Notably, the president is calling for the tax on stock buybacks to be raised to 4% from 1% in order to encourage long-term investments. Democrats in August passed the Inflation Reduction Act of 2022, a major climate, health care and spending bill, that included provisions that established a 15% minimum corporate tax rate and levied a 1% excise tax on stock buybacks.
Mr. Biden would also like to raise the corporate tax rate to 28% from 21%.
Moreover, the president's budget calls for restoring the top tax rate of 39.6% for single filers making more than $400,000 a year and married couples making more than $450,000 per year and taxing capital gains at that 39.6% rate for households with more than $1 million in income.
On carried interest, Mr.

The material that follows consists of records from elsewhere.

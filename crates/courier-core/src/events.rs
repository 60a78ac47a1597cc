//! Delivery lifecycle notifications for in-process observers.
//!
//! The delivery engine reports outcomes through an [`EventHandler`] so that
//! metrics, alerting or audit components can react without the engine
//! knowing about them:
//!
//! ```text
//! DeliveryEngine ──DeliveryEvent──▶ MulticastEventHandler ──▶ observer A
//!                                                         └──▶ observer B
//! ```
//!
//! Handlers must not fail the delivery. They log their own errors.

use std::sync::Arc;

use chrono::{DateTime, Utc};
use serde::{Deserialize, Serialize};

use crate::models::{DeliveryId, EndpointId, EventId, TenantId};

/// Notifications emitted by the delivery engine.
#[derive(Debug, Clone, Serialize, Deserialize)]
#[serde(tag = "kind", rename_all = "snake_case")]
pub enum DeliveryEvent {
    /// A subscriber acknowledged a delivery with 2xx.
    Succeeded(DeliverySucceededEvent),

    /// An attempt failed.
    Failed(DeliveryFailedEvent),

    /// The circuit breaker suspended an endpoint.
    EndpointSuspended(EndpointSuspendedEvent),
}

/// Emitted after a successful attempt.
#[derive(Debug, Clone, Serialize, Deserialize)]
pub struct DeliverySucceededEvent {
    /// Delivery that succeeded.
    pub delivery_id: DeliveryId,
    /// Occurrence the delivery belongs to.
    pub event_id: EventId,
    /// Owning tenant.
    pub tenant_id: TenantId,
    /// Receiving endpoint.
    pub endpoint_id: EndpointId,
    /// Subscriber status code.
    pub response_status: u16,
    /// Attempt that succeeded, 1-based.
    pub attempt_number: i32,
    /// Completion time.
    pub delivered_at: DateTime<Utc>,
}

/// Emitted after a failed attempt.
#[derive(Debug, Clone, Serialize, Deserialize)]
pub struct DeliveryFailedEvent {
    /// Delivery that failed.
    pub delivery_id: DeliveryId,
    /// Occurrence the delivery belongs to.
    pub event_id: EventId,
    /// Owning tenant.
    pub tenant_id: TenantId,
    /// Target endpoint.
    pub endpoint_id: EndpointId,
    /// Classified error code, e.g. `HTTP_503` or `TIMEOUT`.
    pub error_code: String,
    /// Error detail.
    pub error_message: String,
    /// Attempt that failed, 1-based.
    pub attempt_number: i32,
    /// Next due time, `None` when attempts are exhausted.
    pub next_retry_at: Option<DateTime<Utc>>,
    /// Failure time.
    pub failed_at: DateTime<Utc>,
}

/// Emitted when consecutive failures reach the endpoint's threshold.
#[derive(Debug, Clone, Serialize, Deserialize)]
pub struct EndpointSuspendedEvent {
    /// Suspended endpoint.
    pub endpoint_id: EndpointId,
    /// Owning tenant.
    pub tenant_id: TenantId,
    /// Failure count that tripped the breaker.
    pub consecutive_failures: i32,
    /// End of the cooldown window.
    pub suspended_until: DateTime<Utc>,
}

/// Observer of delivery lifecycle notifications.
#[async_trait::async_trait]
pub trait EventHandler: Send + Sync + std::fmt::Debug {
    /// Handles one notification. Must not block for long.
    async fn handle_event(&self, event: DeliveryEvent);
}

/// Handler that discards every notification.
#[derive(Debug, Default)]
pub struct NoOpEventHandler;

impl NoOpEventHandler {
    /// Creates a new no-op handler.
    pub fn new() -> Self {
        Self
    }
}

#[async_trait::async_trait]
impl EventHandler for NoOpEventHandler {
    async fn handle_event(&self, _event: DeliveryEvent) {}
}

/// Forwards each notification to every registered observer concurrently.
#[derive(Debug, Clone, Default)]
pub struct MulticastEventHandler {
    handlers: Vec<Arc<dyn EventHandler>>,
}

impl MulticastEventHandler {
    /// Creates a handler with no observers.
    pub fn new() -> Self {
        Self { handlers: Vec::new() }
    }

    /// Registers an observer.
    pub fn add_subscriber(&mut self, handler: Arc<dyn EventHandler>) {
        self.handlers.push(handler);
    }

    /// Number of registered observers.
    pub fn subscriber_count(&self) -> usize {
        self.handlers.len()
    }
}

#[async_trait::async_trait]
impl EventHandler for MulticastEventHandler {
    async fn handle_event(&self, event: DeliveryEvent) {
        let deliveries = self.handlers.iter().map(|handler| {
            let event = event.clone();
            async move { handler.handle_event(event).await }
        });
        futures::future::join_all(deliveries).await;
    }
}

#[cfg(test)]
mod tests {
    use std::sync::atomic::{AtomicUsize, Ordering};

    use super::*;

    #[derive(Debug, Default)]
    struct CountingHandler {
        seen: AtomicUsize,
    }

    #[async_trait::async_trait]
    impl EventHandler for CountingHandler {
        async fn handle_event(&self, _event: DeliveryEvent) {
            self.seen.fetch_add(1, Ordering::SeqCst);
        }
    }

    fn suspended_event() -> DeliveryEvent {
        DeliveryEvent::EndpointSuspended(EndpointSuspendedEvent {
            endpoint_id: EndpointId::new(),
            tenant_id: TenantId::new(),
            consecutive_failures: 5,
            suspended_until: Utc::now(),
        })
    }

    #[tokio::test]
    async fn multicast_reaches_every_subscriber() {
        let first = Arc::new(CountingHandler::default());
        let second = Arc::new(CountingHandler::default());
        let mut multicast = MulticastEventHandler::new();
        multicast.add_subscriber(first.clone());
        multicast.add_subscriber(second.clone());

        multicast.handle_event(suspended_event()).await;

        assert_eq!(multicast.subscriber_count(), 2);
        assert_eq!(first.seen.load(Ordering::SeqCst), 1);
        assert_eq!(second.seen.load(Ordering::SeqCst), 1);
    }

    #[tokio::test]
    async fn empty_multicast_and_noop_accept_events() {
        MulticastEventHandler::new().handle_event(suspended_event()).await;
        NoOpEventHandler::new().handle_event(suspended_event()).await;
    }

    #[test]
    fn events_serialize_with_kind_tag() {
        let value = serde_json::to_value(suspended_event()).unwrap();
        assert_eq!(value["kind"], "endpoint_suspended");
        assert_eq!(value["consecutive_failures"], 5);
    }
}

Biden is renewing his call to close the "carried interest loophole," which the White House said in its announcement Thursday "allows some wealthy investment fund managers to pay tax at lower rates than their secretaries."

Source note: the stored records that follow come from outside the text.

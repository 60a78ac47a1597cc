#![no_main]

//! Fuzz target for subscriber-side signature verification.
//!
//! Arbitrary header values and bodies must never panic, and a signature is
//! only ever accepted for the exact body it was computed over.

use courier_delivery::signing::{sign, verify_signature};
use libfuzzer_sys::fuzz_target;

const SECRET: &str = "whsec_fuzz";

fuzz_target!(|data: &[u8]| {
    let split = data.first().map_or(0, |&n| usize::from(n)).min(data.len());
    let (header, body) = data.split_at(split);
    let signature = sign(body, SECRET).expect("fixed secret always signs");

    if let Ok(header) = std::str::from_utf8(header) {
        if verify_signature(body, header, SECRET) {
            assert_eq!(header.to_ascii_lowercase(), signature);
        }
    }

    assert!(verify_signature(body, &signature, SECRET));
    assert!(!verify_signature(body, &signature, "whsec_other"));
    if let Some(stripped) = signature.strip_prefix("sha256=") {
        assert!(!verify_signature(body, stripped, SECRET));
    }
});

Currently, the carried interest deduction treats income flowing to a private fund's general partner as capital gains, which are subjected to a lower tax rate — capped at 20% — as opposed to the top individual income tax bracket — 37%.
House Republicans will unveil a budget proposal of their own this year that will assuredly have different priorities. Shortly after Mr. Biden's budget proposal was published Thursday, House Speaker Kevin McCarthy, R-Calif., tweeted that the president "proposes trillions in new taxes that you and your family will pay directly or through higher costs. Mr. President: Washington has a spending problem, NOT a revenue problem."
Congressional Republicans have said they will not raise the debt ceiling without structural spending reform that reduces deficit spending.
The debt limit or debt ceiling — the terms are used interchangeably — is a cap on the money the U.S. government can borrow to pay its bills. It does not authorize any new spending, but it allows the Treasury Department to finance the existing legal obligations already approved by Congress.
The federal government hit its statutory debt limit in January, and the Congressional Budget Office projects the government's ability to pay the country's bills will run out between July and September.